Esta basílica foi construída nos séculos IV e V. Sendo um dos primeiros monumentos cristãos sobreviventes na Arménia, foi adicionada à Lista do Património Mundial da UNESCO em 1995.

São 14h58, e ainda a caminho encomendei duas costeletas de porco à Nelly, por WhatsApp, mas ela disse que não havia, e perguntou se eu queria uma espetada de carne – kebab. Eu acedi.
Paguei ao taxista Rubo, agradeci, e fui almoçar.

É a simpática Asmik que me atende hoje; já começo a saber os nomes dos vários funcionários no supermercado. O Karen, a Asmik, a Arpine. Tratam-me bem, tentam ajudar-me em tudo o que podem, vamos falando através do tradutor Google.

Depois tomei banho, mas faltou a luz, fiquei às escuras na casa de banho, e o esquentador, sendo elétrico, desligou-se. Tive que tirar o sabonete do corpo com água gelada. Já não pus a segunda vez de sabonete, paciência. A recuperar de uma gripe não é bom tomar banho com água tão gelada – a água de Gyumri vem gelada. A luz voltou pouco tempo depois, tinha de faltar exatamente quando eu estava a tomar banho.
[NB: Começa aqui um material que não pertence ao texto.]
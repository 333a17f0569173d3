//! File discovery module for choosing which files to probe.
//!
//! A [`SelectionPolicy`] maps a root path to an ordered list of
//! [`SelectedFile`]s. Three policies exist:
//!
//! - `SingleFile`: the root itself
//! - `RecursiveWalk`: every media file under the root, at any depth
//! - `LargestPerSubdir`: the biggest file directly inside each immediate
//!   subdirectory of the root
//!
//! Listings are sorted by file name so the order is stable across platforms.

use crate::config::ProbeConfig;
use crate::error::{CoreError, CoreResult};
use crate::external::{FileMetadataProvider, StdFsMetadataProvider};

use std::path::{Path, PathBuf};
use walkdir::WalkDir;

/// How the files to probe are chosen from a root path.
#[derive(Debug, Clone, Copy, PartialEq, Eq)]
pub enum SelectionPolicy {
    SingleFile,
    RecursiveWalk,
    LargestPerSubdir,
}

impl SelectionPolicy {
    /// Picks the policy for a command line.
    ///
    /// Max mode wins; otherwise a file is probed on its own and anything else
    /// is walked.
    pub fn resolve(path_is_file: bool, max_mode: bool) -> Self {
        if max_mode {
            SelectionPolicy::LargestPerSubdir
        } else if path_is_file {
            SelectionPolicy::SingleFile
        } else {
            SelectionPolicy::RecursiveWalk
        }
    }
}

/// A file chosen for probing and the label it is reported under.
#[derive(Debug, Clone, PartialEq, Eq)]
pub struct SelectedFile {
    /// File name for walks, subdirectory name for max mode, the path as
    /// given for single files
    pub label: String,
    pub path: PathBuf,
}

impl SelectedFile {
    fn new(label: impl Into<String>, path: impl Into<PathBuf>) -> Self {
        Self {
            label: label.into(),
            path: path.into(),
        }
    }
}

/// Selects files under `root` according to `policy`, using file system sizes.
///
/// # Examples
///
/// ```rust,no_run
/// use mtfps_core::{ProbeConfig, SelectionPolicy, select_files};
/// use std::path::Path;
///
/// let files = select_files(
///     SelectionPolicy::RecursiveWalk,
///     Path::new("/path/to/videos"),
///     &ProbeConfig::default(),
/// ).unwrap();
/// for file in files {
///     println!("{} -> {}", file.label, file.path.display());
/// }
/// ```
pub fn select_files(
    policy: SelectionPolicy,
    root: &Path,
    config: &ProbeConfig,
) -> CoreResult<Vec<SelectedFile>> {
    select_files_with(policy, root, config, &StdFsMetadataProvider)
}

/// Same as [`select_files`] with an injectable metadata provider.
pub fn select_files_with(
    policy: SelectionPolicy,
    root: &Path,
    config: &ProbeConfig,
    metadata: &dyn FileMetadataProvider,
) -> CoreResult<Vec<SelectedFile>> {
    let selected = match policy {
        SelectionPolicy::SingleFile => select_single_file(root)?,
        SelectionPolicy::RecursiveWalk => find_media_files(root, config)?,
        SelectionPolicy::LargestPerSubdir => find_largest_per_subdir(root, metadata)?,
    };
    log::debug!(
        "{:?} selected {} file(s) under {}",
        policy,
        selected.len(),
        root.display()
    );
    Ok(selected)
}

fn select_single_file(path: &Path) -> CoreResult<Vec<SelectedFile>> {
    if !path.is_file() {
        return Err(CoreError::PathError(format!(
            "'{}' is not a file",
            path.display()
        )));
    }
    Ok(vec![SelectedFile::new(path.to_string_lossy(), path)])
}

/// Walks `root` recursively and returns every file whose name ends with one
/// of the configured media suffixes.
///
/// Directory links are not followed. An error on `root` itself is returned;
/// unreadable entries below it are logged and skipped.
pub fn find_media_files(root: &Path, config: &ProbeConfig) -> CoreResult<Vec<SelectedFile>> {
    let mut files = Vec::new();
    for entry in WalkDir::new(root).sort_by_file_name() {
        let entry = match entry {
            Ok(entry) => entry,
            Err(e) if e.depth() == 0 => return Err(e.into()),
            Err(e) => {
                log::warn!("Skipping unreadable entry: {}", e);
                continue;
            }
        };
        // symlinks to regular files still count; dangling links do not
        let is_file = entry.file_type().is_file()
            || (entry.path_is_symlink() && entry.path().is_file());
        if !is_file {
            continue;
        }
        let name = entry.file_name().to_string_lossy();
        if config.is_media_file_name(&name) {
            files.push(SelectedFile::new(name.into_owned(), entry.path()));
        }
    }
    Ok(files)
}

/// For each immediate subdirectory of `root`, returns its largest immediate
/// file. Subdirectories without files are skipped.
pub fn find_largest_per_subdir(
    root: &Path,
    metadata: &dyn FileMetadataProvider,
) -> CoreResult<Vec<SelectedFile>> {
    let mut selected = Vec::new();

    for subdir in sorted_entries(root)? {
        if !subdir.is_dir() {
            continue;
        }
        let label = match subdir.file_name() {
            Some(name) => name.to_string_lossy().into_owned(),
            None => continue,
        };

        let mut largest: Option<(u64, PathBuf)> = None;
        for file in sorted_entries(&subdir)? {
            if !file.is_file() {
                continue;
            }
            let size = metadata.get_size(&file)?;
            // strictly greater keeps the first of equal sizes
            if largest.as_ref().is_none_or(|(best, _)| size > *best) {
                largest = Some((size, file));
            }
        }

        match largest {
            Some((size, path)) => {
                log::debug!("Largest file in {}: {} ({} bytes)", label, path.display(), size);
                selected.push(SelectedFile::new(label, path));
            }
            None => log::warn!("Skipping '{}': no files found", subdir.display()),
        }
    }

    Ok(selected)
}

fn sorted_entries(dir: &Path) -> CoreResult<Vec<PathBuf>> {
    let mut entries = std::fs::read_dir(dir)?
        .map(|entry| entry.map(|e| e.path()))
        .collect::<Result<Vec<_>, _>>()?;
    entries.sort();
    Ok(entries)
}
Às 17h30 finalmente estendi-me na cama a descansar e fui selecionar as fotos, e fazer o backup. O registo fotográfico dá muito trabalho, nem tanto no momento, mas sobretudo após o final de cada dia. É essencial que eu consiga fazer a limpeza diária das fotos, em cada dia da viagem: eliminar as repetidas e as que ficaram menos bem. Por exemplo: ao fotografar um ciclista que passa na rua, eu tiro várias fotos com ele (ou ela) em andamento. No final do dia, na limpeza diária, eu elimino todas as fotos e fico apenas com uma – a melhor. Eu sou impiedosa a eliminar fotos.
E também é essencial fazer um backup para a cloud. Todo este trabalho ocupa cerca de uma hora por dia, e convém não falhar, porque senão, no dia seguinte serão duas horas. Este backup para a cloud, ao final de cada dia, é essencial também: imaginem que a máquina fotográfica se avaria. Que o cartão de memória se avaria. Ou que perco a máquina, ou que ma roubam, ou que deixo cair à água. Todas as fotos estão salvaguardadas em três locais: na câmera fotográfica; no telemóvel; e na cloud do meu iPhone.
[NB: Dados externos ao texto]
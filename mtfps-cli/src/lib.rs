// mtfps-cli/src/lib.rs
//
// Library portion of the mtfps CLI application.
// Contains argument definitions and command logic.

pub mod cli;
pub mod commands;
pub mod error;
pub mod logging;
pub mod output;

// Re-export items needed by the binary or integration tests
pub use cli::Cli;
pub use commands::probe::run_probe;
pub use error::{CliError, CliResult};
Enviei as fotos por WhatsApp para todos os que têm WhatsApp, ou Telegram, ou Viber. Há grande azáfama de mensagens, todas as noites e todas as manhãs. Eu escrevo em arménio, e as pessoas respondem-me em português.

Passei o resto da tarde deitada, já não me levantei mais. Às oito já estava a cair de sono.
Bebi meio litro de leite morno com mel e canela, dois figos secos com nozes, e queijo. Ainda tenho os dois queijos que trouxe de Portugal.

E ao rever as fotos de hoje, constatei novamente o que já sei há tanto tempo: mais importante do que os monumentos ou as lindas paisagens, são as gentes. São as gentes que fazem um país. Visitar este monumento de carro, diretamente, não teria nem um décimo do interesse.